TASK DIRECTIONS ▸ Your task is to copy every line below that contains the word "zero".

==*==

//! Track chunk assembly

use super::vlq;
use crate::compiler::timeline::{TimelineEvent, TICKS_PER_STEP, TICKS_PER_UNIT};
use crate::error::{Error, Result};
use tracing::warn;

/// Track chunk magic
pub const TRACK_MAGIC: &[u8; 4] = b"MTrk";

/// Channel voice and meta status bytes
pub mod status {
    pub const NOTE_OFF: u8 = 0x80;
    pub const NOTE_ON: u8 = 0x90;
    pub const PROGRAM_CHANGE: u8 = 0xC0;
    pub const META: u8 = 0xFF;
}

/// Meta event types
pub mod meta {
    pub const TEXT: u8 = 0x01;
    pub const TEMPO: u8 = 0x51;
    pub const END_OF_TRACK: u8 = 0x2F;
}

/// General MIDI percussion channel (zero-indexed)
pub const DRUM_CHANNEL: u8 = 9;

/// What to do with a delta time that does not fit in a VLQ
#[derive(Debug, Clone, Copy, Default, PartialEq, Eq)]
pub enum OverflowPolicy {
    /// Abort the conversion with [`Error::DeltaOverflow`]
    #[default]
    Fail,
    /// Log a warning and write a zero delta
    Substitute,
}

/// A finished `MTrk` chunk (8-byte header + body)
#[derive(Debug, Clone, PartialEq, Eq)]
pub struct TrackChunk {
    data: Vec<u8>,
}

impl TrackChunk {
    /// Chunk with no events besides end-of-track
    pub fn empty() -> Self {
        let mut data = Vec::with_capacity(12);
        data.extend_from_slice(TRACK_MAGIC);
        data.extend_from_slice(&4u32.to_be_bytes());
        data.extend_from_slice(&[0x00, status::META, meta::END_OF_TRACK, 0x00]);
        Self { data }
    }

    pub fn as_bytes(&self) -> &[u8] {
        &self.data
    }

    /// Total size including the chunk header
    pub fn byte_len(&self) -> usize {
        self.data.len()
    }

    /// Body length stored in the chunk header
    pub fn declared_len(&self) -> u32 {
        u32::from_be_bytes([self.data[4], self.data[5], self.data[6], self.data[7]])
    }
}

/// Incremental `MTrk` writer
pub struct TrackWriter {
    data: Vec<u8>,
    policy: OverflowPolicy,
}

impl TrackWriter {
    /// Start a chunk with a placeholder length
    pub fn new(policy: OverflowPolicy) -> Self {
        let mut data = Vec::with_capacity(256);
        data.extend_from_slice(TRACK_MAGIC);
        data.extend_from_slice(&0u32.to_be_bytes());
        Self { data, policy }
    }

    /// Write a delta time in MIDI ticks
    pub fn write_delta(&mut self, ticks: i64) -> Result<()> {
        let written = u32::try_from(ticks)
            .map_err(|_| Error::DeltaOverflow { value: ticks })
            .and_then(|value| vlq::write(&mut self.data, value));
        match written {
            Err(Error::DeltaOverflow { .. }) if self.policy == OverflowPolicy::Substitute => {
                warn!(ticks, "delta time is too large; writing 0");
                self.data.push(0);
                Ok(())
            }
            other => other,
        }
    }

    /// Write an event (delta followed by raw bytes)
    pub fn write_event(&mut self, delta: i64, bytes: &[u8]) -> Result<()> {
        self.write_delta(delta)?;
        self.data.extend_from_slice(bytes);
        Ok(())
    }

    pub fn program_change(&mut self, delta: i64, channel: u8, program: u8) -> Result<()> {
        self.write_event(delta, &[status::PROGRAM_CHANGE | channel, program])
    }

    pub fn note_on(&mut self, delta: i64, channel: u8, key: u8, velocity: u8) -> Result<()> {
        self.write_event(delta, &[status::NOTE_ON | channel, key, velocity])
    }

    pub fn note_off(&mut self, delta: i64, channel: u8, key: u8, velocity: u8) -> Result<()> {
        self.write_event(delta, &[status::NOTE_OFF | channel, key, velocity])
    }

    /// Write a meta event with a one-byte length
    pub fn meta(&mut self, delta: i64, kind: u8, payload: &[u8]) -> Result<()> {
        self.write_delta(delta)?;
        self.data.extend_from_slice(&[status::META, kind]);
        vlq::write(&mut self.data, payload.len() as u32)?;
        self.data.extend_from_slice(payload);
        Ok(())
    }

    pub fn text(&mut self, delta: i64, text: &[u8]) -> Result<()> {
        self.meta(delta, meta::TEXT, text)
    }

    /// Tempo meta event (`FF 51 03 tt tt tt`)
    pub fn tempo(&mut self, delta: i64, micros_per_quarter: u32) -> Result<()> {
        let b = micros_per_quarter.to_be_bytes();
        self.meta(delta, meta::TEMPO, &b[1..])
    }

    /// Append end-of-track and patch the chunk length
    pub fn finish(mut self) -> Result<TrackChunk> {
        self.meta(0, meta::END_OF_TRACK, &[])?;
        let body_len = (self.data.len() - 8) as u32;
        self.data[4..8].copy_from_slice(&body_len.to_be_bytes());
        Ok(TrackChunk { data: self.data })
    }
}

/// Build a note track from an ordered event list.
///
/// Each event after the first turns off the previous pitch and, unless it is
/// a rest (note 0), starts its own. The last sounding note is closed with the
/// last delta seen (one step when there is only one event).
pub fn assemble(
    channel: u8,
    program: Option<u8>,
    events: &[TimelineEvent],
    policy: OverflowPolicy,
) -> Result<TrackChunk> {
    let mut writer = TrackWriter::new(policy);

    if let Some(program) = program {
        writer.program_change(0, channel, program)?;
    }

    let mut last_delta = TICKS_PER_STEP as i64;
    for (i, event) in events.iter().enumerate() {
        if i == 0 {
            if event.is_rest() {
                writer.note_off(0, channel, 0, event.velocity)?;
            } else {
                writer.note_on(0, channel, event.note, event.velocity)?;
            }
            continue;
        }

        let prev = &events[i - 1];
        let delta = (event.tick as i64 - prev.tick as i64) * TICKS_PER_UNIT as i64;
        writer.note_off(delta, channel, prev.note, prev.velocity)?;
        if !event.is_rest() {
            writer.note_on(0, channel, event.note, event.velocity)?;
        }
        last_delta = delta;
    }

    if let Some(last) = events.last() {
        if !last.is_rest() {
            writer.note_off(last_delta, channel, last.note, last.velocity)?;
        }
    }

    writer.finish()
}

==*==

RESPONSE BELOW ▸
/// General MIDI percussion channel (zero-indexed)
    /// Log a warning and write a zero delta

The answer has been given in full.